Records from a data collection

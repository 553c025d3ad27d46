//! Database module for persisted user settings

mod schema;
pub mod settings;

use std::path::Path;

use r2d2::Pool;
use r2d2_sqlite::SqliteConnectionManager;

use crate::{Error, Result};

pub use schema::SCHEMA_VERSION;
pub use settings::{SettingsRepo, StoredSettings, mask_key};

/// Database connection pool
pub type DbPool = Pool<SqliteConnectionManager>;

/// Initialize the database
///
/// # Errors
///
/// Returns error if database cannot be opened or initialized
pub fn init<P: AsRef<Path>>(path: P) -> Result<DbPool> {
    let manager = SqliteConnectionManager::file(path);
    let pool = Pool::builder()
        .max_size(2)
        .build(manager)
        .map_err(|e| Error::Database(e.to_string()))?;

    // Run migrations on first connection
    let conn = pool.get().map_err(|e| Error::Database(e.to_string()))?;
    schema::init(&conn)?;

    tracing::info!(version = SCHEMA_VERSION, "database initialized");
    Ok(pool)
}

/// Initialize an in-memory database (for testing)
///
/// # Errors
///
/// Returns error if database cannot be initialized
pub fn init_memory() -> Result<DbPool> {
    let manager = SqliteConnectionManager::memory();
    let pool = Pool::builder()
        .max_size(1)
        .build(manager)
        .map_err(|e| Error::Database(e.to_string()))?;

    let conn = pool.get().map_err(|e| Error::Database(e.to_string()))?;
    schema::init(&conn)?;

    Ok(pool)
}

#[cfg(test)]
mod tests {
    use super::*;

    #[test]
    fn test_init_memory() {
        let pool = init_memory().unwrap();
        let _conn = pool.get().unwrap();
    }

    #[test]
    fn test_init_file() {
        let dir = tempfile::tempdir().unwrap();
        let path = dir.path().join("tutor.db");

        init(&path).unwrap();
        // Reopening an existing database skips applied migrations
        init(&path).unwrap();
        assert!(path.exists());
    }
}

→ Directions
For each line of the data that has the word "path", report that line.

→ Solution
use std::path::Path;
pub fn init<P: AsRef<Path>>(path: P) -> Result<DbPool> {
    let manager = SqliteConnectionManager::file(path);
        let path = dir.path().join("tutor.db");
        init(&path).unwrap();
        init(&path).unwrap();
        assert!(path.exists());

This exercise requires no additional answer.